- **Aim of the exercise**: The entries should be written out again exactly as they read.
################
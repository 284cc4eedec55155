pub mod activity;
pub mod attachments;
pub mod auth;
pub mod config;
pub mod db;
pub mod error;
pub mod lifecycle;
pub mod models;
pub mod seed;
pub mod storage;
pub mod store;

// Re-export commonly used types
pub use activity::ActivityLog;
pub use attachments::{AttachmentPolicy, BatchOutcome, FileCandidate, Rejection, RejectionReason};
pub use auth::{
    Authenticator, DemoAuthenticator, FlowStep, Identity, LoginFlow, RegistrationFlow,
    RegistrationForm, Session,
};
pub use config::{get_config_path, PortalConfig};
pub use db::{BackendType, DatabaseConfig, KeyValueBackend};
pub use error::{AuthError, PortalError, PortalResult};
pub use lifecycle::{filter, ReturnController};
pub use models::{
    ActivityLogEntry, Document, DocumentKind, ReturnInput, ReturnPatch, ReturnStats, ReturnStatus,
    ReturnType, TaxReturn, User, UserProfile,
};
pub use storage::{Storage, StorageError};
pub use store::RecordStore;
################
- **Exercise result**:
repository 284cc4eedec55155
pub mod activity;
pub mod attachments;
pub mod auth;
pub mod config;
pub mod db;
pub mod error;
pub mod lifecycle;
pub mod models;
pub mod seed;
pub mod storage;
pub mod store;

// Re-export commonly used types
pub use activity::ActivityLog;
pub use attachments::{AttachmentPolicy, BatchOutcome, FileCandidate, Rejection, RejectionReason};
pub use auth::{
    Authenticator, DemoAuthenticator, FlowStep, Identity, LoginFlow, RegistrationFlow,
    RegistrationForm, Session,
};
pub use config::{get_config_path, PortalConfig};
pub use db::{BackendType, DatabaseConfig, KeyValueBackend};
pub use error::{AuthError, PortalError, PortalResult};
pub use lifecycle::{filter, ReturnController};
pub use models::{
    ActivityLogEntry, Document, DocumentKind, ReturnInput, ReturnPatch, ReturnStats, ReturnStatus,
    ReturnType, TaxReturn, User, UserProfile,
};
pub use storage::{Storage, StorageError};
pub use store::RecordStore;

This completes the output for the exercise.